Hope that helps - I know it's all anecdotal from my side and I can't link you to anything published on the topic, but you can take the example for what it is worth :)
EDIT - I'll try and ask her if she got any more information about what she was going to do for Watson.
http://www.meetup.com/Dallas-R-Users-Group/events/229283377/
We were basically using it as a recommendation engine. In contrast with regular recommendation engines which require other users to feed it data on preferences and then try to match you with similar users, the project we were working on had Watson build a feature space on its own (something it is very, very good at) then match a user profile within that space. In short, it cut out the 'similar person' middleman. It showed what 'shape' a user was in a feature space, the overall shape of the full feature space, and where that user was in that space. Thus, if a person wanted to get from where they are to somewhere else in that feature space, Watson provided a map, more or less.
Why is that important?
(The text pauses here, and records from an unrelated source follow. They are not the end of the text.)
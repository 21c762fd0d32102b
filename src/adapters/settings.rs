//! Settings stores
//!
//! The file store keeps `{"<user>": {"<key>": "<value>"}}` JSON and rereads
//! it on every lookup so edits apply on the next slider move.

use std::collections::HashMap;
use std::io;
use std::path::PathBuf;
#[cfg(test)]
use std::sync::RwLock;

use tracing::warn;

use crate::provider::{SettingsStore, UserId};

type UserSettings = HashMap<String, HashMap<String, String>>;

/// Errors loading the settings file
#[derive(Debug, thiserror::Error)]
pub enum SettingsError {
    #[error("cannot read settings file: {0}")]
    Read(#[from] io::Error),

    #[error("malformed settings file: {0}")]
    Parse(#[from] serde_json::Error),
}

pub struct JsonFileSettings {
    path: PathBuf,
}

impl JsonFileSettings {
    pub fn new(path: impl Into<PathBuf>) -> Self {
        Self { path: path.into() }
    }

    /// Load every user's settings; a missing file is empty
    pub fn load(&self) -> Result<UserSettings, SettingsError> {
        match std::fs::read(&self.path) {
            Ok(bytes) => Ok(serde_json::from_slice(&bytes)?),
            Err(e) if e.kind() == io::ErrorKind::NotFound => Ok(HashMap::new()),
            Err(e) => Err(e.into()),
        }
    }
}

impl SettingsStore for JsonFileSettings {
    fn get(&self, key: &str, user: UserId) -> Option<String> {
        let settings = match self.load() {
            Ok(settings) => settings,
            Err(e) => {
                warn!(path = ?self.path, %e, "ignoring unreadable settings");
                return None;
            }
        };

        settings.get(&user.to_string())?.get(key).cloned()
    }
}

/// Settings held in memory
#[cfg(test)]
#[derive(Default)]
pub struct MemorySettings {
    values: RwLock<HashMap<(UserId, String), String>>,
}

#[cfg(test)]
impl MemorySettings {
    pub fn new() -> Self {
        Self::default()
    }

    pub fn set(&self, key: &str, user: UserId, value: &str) {
        if let Ok(mut values) = self.values.write() {
            values.insert((user, key.to_string()), value.to_string());
        }
    }
}

#[cfg(test)]
impl SettingsStore for MemorySettings {
    fn get(&self, key: &str, user: UserId) -> Option<String> {
        let values = self.values.read().ok()?;
        values.get(&(user, key.to_string())).cloned()
    }
}

#[cfg(test)]
mod tests {
    use super::*;
    use tempfile::TempDir;

    #[test]
    fn test_file_lookup_per_user() {
        let dir = TempDir::new().unwrap();
        let path = dir.path().join("settings.json");
        std::fs::write(
            &path,
            r#"{"0": {"alert_slider_top": "dnd"}, "10": {"alert_slider_top": "normal"}}"#,
        )
        .unwrap();

        let store = JsonFileSettings::new(&path);
        assert_eq!(store.get("alert_slider_top", 0).as_deref(), Some("dnd"));
        assert_eq!(store.get("alert_slider_top", 10).as_deref(), Some("normal"));
        assert_eq!(store.get("alert_slider_middle", 0), None);
        assert_eq!(store.get("alert_slider_top", 5), None);
    }

    #[test]
    fn test_file_edits_seen_on_next_lookup() {
        let dir = TempDir::new().unwrap();
        let path = dir.path().join("settings.json");
        let store = JsonFileSettings::new(&path);

        assert_eq!(store.get("mute_media_with_silent", 0), None);
        std::fs::write(&path, r#"{"0": {"mute_media_with_silent": "true"}}"#).unwrap();
        assert!(store.get_bool("mute_media_with_silent", 0, false));
    }

    #[test]
    fn test_malformed_file_reads_as_unset() {
        let dir = TempDir::new().unwrap();
        let path = dir.path().join("settings.json");
        std::fs::write(&path, "{not json").unwrap();

        let store = JsonFileSettings::new(&path);
        assert!(matches!(store.load(), Err(SettingsError::Parse(_))));
        assert_eq!(store.get("alert_slider_top", 0), None);
    }

    #[test]
    fn test_memory_store() {
        let store = MemorySettings::new();
        store.set("mute_media_with_silent", 0, "1");
        assert!(store.get_bool("mute_media_with_silent", 0, false));
        assert!(!store.get_bool("mute_media_with_silent", 1, false));
    }
}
Well, building a proper recommendation engine when it depends on a network of people is hard. Think Amazon and Netflix -- part of their competitive advantage is that recommendation network effect built by their users. The more people, the more value. The fewer people and it might be way off base and turn off your early users. What if you didn't need to move through the preliminary steps of building that network? What if you could jump to the end? Suddenly that moat dries up. That's what Watson offers, at least for that particular application type.
It's not the solely the setup that won on jeopardy all those years ago.